A key step came when the group was introduced to Gavin Brown, a songwriter and producer who had been the drummer with the Canadian group Big Sugar. Brown agreed to produce the group's first set of demos and became actively involved in helping them to strengthen their material. Writing sessions with Brown produced "I Hate Everything About You," the song that earned Three Days Grace a publishing deal with EMI (in February 2002) and an eventual recording contract with Jive Records, which earmarked the tune to become the lead single from the band's debut album.

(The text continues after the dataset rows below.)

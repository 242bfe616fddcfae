//! Workflow execution engine
//!
//! Runs threads through the draft, review, synthesize, route cycle with:
//! - One background runner per thread, guarded by a lease
//! - Checkpoints at creation, after every revision cycle, at halt and at the end
//! - Human-in-the-loop suspension and resumption
//! - Lock-free snapshots for readers

use std::sync::Arc;
use std::time::Duration;

use tracing::Instrument;
use uuid::Uuid;

use foundry_agent::config::FoundryFileConfig;
use foundry_agent::AgentSet;

use crate::decision::DecisionHandler;
use crate::error::EngineError;
use crate::graph::{self, Node, Transition, ENTRY, RESUME_ENTRY};
use crate::halt::HaltController;
use crate::nodes::{Drafter, ReviewerPool, SupervisorSynthesizer};
use crate::registry::{LeaseError, ThreadLease, ThreadRegistry};
use crate::router::RouterPolicy;
use crate::state::{HumanDecision, ThreadRecord, ThreadStatus, ThreadSummary};
use crate::store::{CheckpointStore, Checkpointer};

/// Error text left on threads that were mid-run when the process stopped
pub const INTERRUPTED_ERROR: &str = "interrupted by restart";

/// Configuration for the workflow engine
#[derive(Debug, Clone)]
pub struct EngineConfig {
    /// Routing thresholds
    pub router: RouterPolicy,

    /// Extra attempts for a failed checkpoint
    pub checkpoint_retries: u32,

    /// Delay before the first checkpoint retry, doubled each time
    pub checkpoint_backoff: Duration,
}

impl Default for EngineConfig {
    fn default() -> Self {
        Self {
            router: RouterPolicy::default(),
            checkpoint_retries: 3,
            checkpoint_backoff: Duration::from_millis(200),
        }
    }
}

impl EngineConfig {
    /// Create from the file config
    pub fn from_file_config(config: &FoundryFileConfig) -> Self {
        Self {
            router: RouterPolicy::from(&config.router),
            checkpoint_retries: config.engine.checkpoint_retries,
            checkpoint_backoff: Duration::from_millis(config.engine.checkpoint_backoff_ms),
        }
    }
}

struct EngineInner {
    drafter: Drafter,
    reviewers: ReviewerPool,
    supervisor: SupervisorSynthesizer,
    halt: HaltController,
    checkpointer: Checkpointer,
    registry: ThreadRegistry,
    policy: RouterPolicy,
}

/// Workflow execution engine
///
/// Cheap to clone; clones share threads, agents and the store.
#[derive(Clone)]
pub struct WorkflowEngine {
    inner: Arc<EngineInner>,
}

The single is a representative sample of the material on Three Days Grace. Other songs ("Just Like You," "Let You Down," "Burn") offer variations on that basic musical approach: Terse, hard-hitting guitar and assertive bass lines provide a dark backdrop for verses, while choruses bring a more musically upbeat and hooky element to the songs. Thematically, they deal with agitation, frustration and tension.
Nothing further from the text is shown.